The Bank of Korea (BoK) explained in its report that the introduction of a CBDC will replace demand deposits held by local commercial banks as people think the central bank-backed CBDC is far safer. This will create a liquidity shortage in the banks and the money supply will fall drastically, resulting in the rise of market interest rates.
“The CBDC is a kind of a BOK-issued bank account. People trust it more than one in a commercial bank. Demand deposits are one of the biggest sources of loans by banks. When people pull out their money, banks raise rates, or lower the reserve ratio, to secure more funds,” Kwon Oh-ik, one of the co-authors of the BoK’s report, told the local news portal.
CBDC vs. Fiat
A similar concern with CBDC was echoed in a report by the Basel-based the Bank of International Settlements (BIS). The report revealed that around 70 percent of the central banks in the world are carrying out some form of CBDC research.

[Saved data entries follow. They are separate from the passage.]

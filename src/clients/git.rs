use std::path::Path;
use std::path::PathBuf;

use tracing::info;
use tracing::instrument;

use crate::error::GitOperation;
use crate::error::SyncError;
use crate::error::classify;
use crate::ops::git::GitCommand;
use crate::ops::git::GitOutput;
use crate::ops::git::GitRunner;

pub const DEFAULT_UPSTREAM_REMOTE: &str = "upstream";
pub const DEFAULT_MERGE_BRANCH: &str = "master";
pub const DEFAULT_PUSH_REMOTE: &str = "origin";
pub const DEFAULT_PUSH_BRANCH: &str = "master";

/// Scheme marker every clone URL must carry, since authentication is by SSH key only.
const SSH_URL_PREFIX: &str = "git@";

// -----------------------------------------------------------------------------
// Types

/// A repository that has not been cloned yet.
///
/// Cloning is the only thing it can do; it yields a [`Repository`] on success.
pub struct Cloner<'a, R> {
    ssh_key_path: PathBuf,
    runner: &'a R,
}

/// A cloned working copy.
///
/// Every operation runs inside the clone's directory. Network operations carry
/// the SSH key the repository was cloned with.
pub struct Repository<'a, R> {
    path: PathBuf,
    ssh_key_path: PathBuf,
    runner: &'a R,
}

// -----------------------------------------------------------------------------
// Cloner impl

impl<'a, R: GitRunner> Cloner<'a, R> {
    pub fn new(ssh_key_path: impl Into<PathBuf>, runner: &'a R) -> Self {
        Self {
            ssh_key_path: ssh_key_path.into(),
            runner,
        }
    }

    /// Clone `repo_url` into `target_dir` using the SSH key for authentication.
    ///
    /// Fails without running git when the URL is not an SSH URL.
    #[instrument(skip(self, target_dir), fields(target_dir = %target_dir.display()))]
    pub async fn clone_repo(
        self,
        repo_url: &str,
        target_dir: &Path,
    ) -> Result<Repository<'a, R>, SyncError> {
        validate_protocol(repo_url)?;

        let command = GitCommand::new([
            "clone".to_string(),
            repo_url.to_string(),
            target_dir.to_string_lossy().into_owned(),
        ])
        .env("GIT_SSH_COMMAND", ssh_command(&self.ssh_key_path));

        let output = self.runner.run(command).await?;
        if !output.success {
            return Err(classify(GitOperation::Clone, &output));
        }

        info!("clone complete");

        Ok(Repository {
            path: target_dir.to_path_buf(),
            ssh_key_path: self.ssh_key_path,
            runner: self.runner,
        })
    }
}

/// Reject clone URLs that cannot be authenticated with an SSH key.
pub fn validate_protocol(repo_url: &str) -> Result<(), SyncError> {
    if !repo_url.starts_with(SSH_URL_PREFIX) {
        return Err(SyncError::Configuration(
            "SSH key provided, but repo URL is not SSH".to_string(),
        ));
    }
    Ok(())
}

/// Build the `GIT_SSH_COMMAND` value selecting `key` as the identity file.
pub fn ssh_command(key: &Path) -> String {
    let key = key.to_string_lossy();
    let plain = key
        .chars()
        .all(|c| c.is_ascii_alphanumeric() || "/._-~+:@,=".contains(c));
    if plain {
        format!("ssh -i {}", key)
    } else {
        format!("ssh -i '{}'", key.replace('\'', r"'\''"))
    }
}

// -----------------------------------------------------------------------------
// Repository impl

impl<R: GitRunner> Repository<'_, R> {
    pub fn path(&self) -> &Path {
        &self.path
    }

    pub async fn set_username(&self, username: &str) -> Result<(), SyncError> {
        self.git(GitOperation::Config, ["config", "user.name", username])
            .await?;
        Ok(())
    }

    pub async fn set_email(&self, email: &str) -> Result<(), SyncError> {
        self.git(GitOperation::Config, ["config", "user.email", email])
            .await?;
        Ok(())
    }

    /// Set the committer identity in the repository's local config.
    #[instrument(skip(self))]
    pub async fn set_identity(&self, username: &str, email: &str) -> Result<(), SyncError> {
        self.set_username(username).await?;
        self.set_email(email).await
    }

    #[instrument(skip(self))]
    pub async fn checkout(&self, branch: &str) -> Result<(), SyncError> {
        self.git(GitOperation::Checkout, ["checkout", branch]).await?;
        Ok(())
    }

    /// Register a new remote. Fails if `name` is already taken.
    #[instrument(skip(self))]
    pub async fn add_remote(&self, url: &str, name: &str) -> Result<(), SyncError> {
        self.git(GitOperation::AddRemote, ["remote", "add", name, url])
            .await?;
        Ok(())
    }

    #[instrument(skip(self))]
    pub async fn fetch_remote(&self, name: &str) -> Result<(), SyncError> {
        self.network(GitOperation::Fetch, ["fetch", name]).await?;
        info!("fetch complete");
        Ok(())
    }

    /// Merge `remote/branch` into the checked-out branch.
    ///
    /// A conflicting merge is left in place for inspection.
    #[instrument(skip(self))]
    pub async fn merge_remote_branch(&self, remote: &str, branch: &str) -> Result<(), SyncError> {
        let target = format!("{}/{}", remote, branch);
        self.git(GitOperation::Merge, ["merge", "--no-edit", target.as_str()])
            .await?;
        Ok(())
    }

    #[instrument(skip(self))]
    pub async fn push(&self, remote: &str, branch: &str) -> Result<(), SyncError> {
        self.network(GitOperation::Push, ["push", remote, branch])
            .await?;
        info!("push complete");
        Ok(())
    }

    /// Name of the checked-out branch (`HEAD` when detached).
    pub async fn current_branch(&self) -> Result<String, SyncError> {
        let output = self
            .git(GitOperation::Inspect, ["rev-parse", "--abbrev-ref", "HEAD"])
            .await?;
        Ok(output.stdout.trim().to_string())
    }

    pub async fn remote_url(&self, name: &str) -> Result<String, SyncError> {
        let output = self
            .git(GitOperation::Inspect, ["remote", "get-url", name])
            .await?;
        Ok(output.stdout.trim().to_string())
    }

    async fn git<const N: usize>(
        &self,
        operation: GitOperation,
        args: [&str; N],
    ) -> Result<GitOutput, SyncError> {
        self.run(operation, GitCommand::new(args).current_dir(&self.path))
            .await
    }

    async fn network<const N: usize>(
        &self,
        operation: GitOperation,
        args: [&str; N],
    ) -> Result<GitOutput, SyncError> {
        let command = GitCommand::new(args)
            .current_dir(&self.path)
            .env("GIT_SSH_COMMAND", ssh_command(&self.ssh_key_path));
        self.run(operation, command).await
    }

    async fn run(
        &self,
        operation: GitOperation,
        command: GitCommand,
    ) -> Result<GitOutput, SyncError> {
        let output = self.runner.run(command).await?;
        if !output.success {
            return Err(classify(operation, &output));
        }
        Ok(output)
    }
}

As recently reported by Finance Magnates, an Indian governmental panel appointed to study the impact of cryptocurrencies is now concerned with the impact of digital assets on the valuation of the rupee, the country’s fiat currency.
Last month, South Korean regulatory authority also announced that the country would continue its ban on initial coin offerings (ICO) as many blockchain firms are breaking the laws to issue tokens.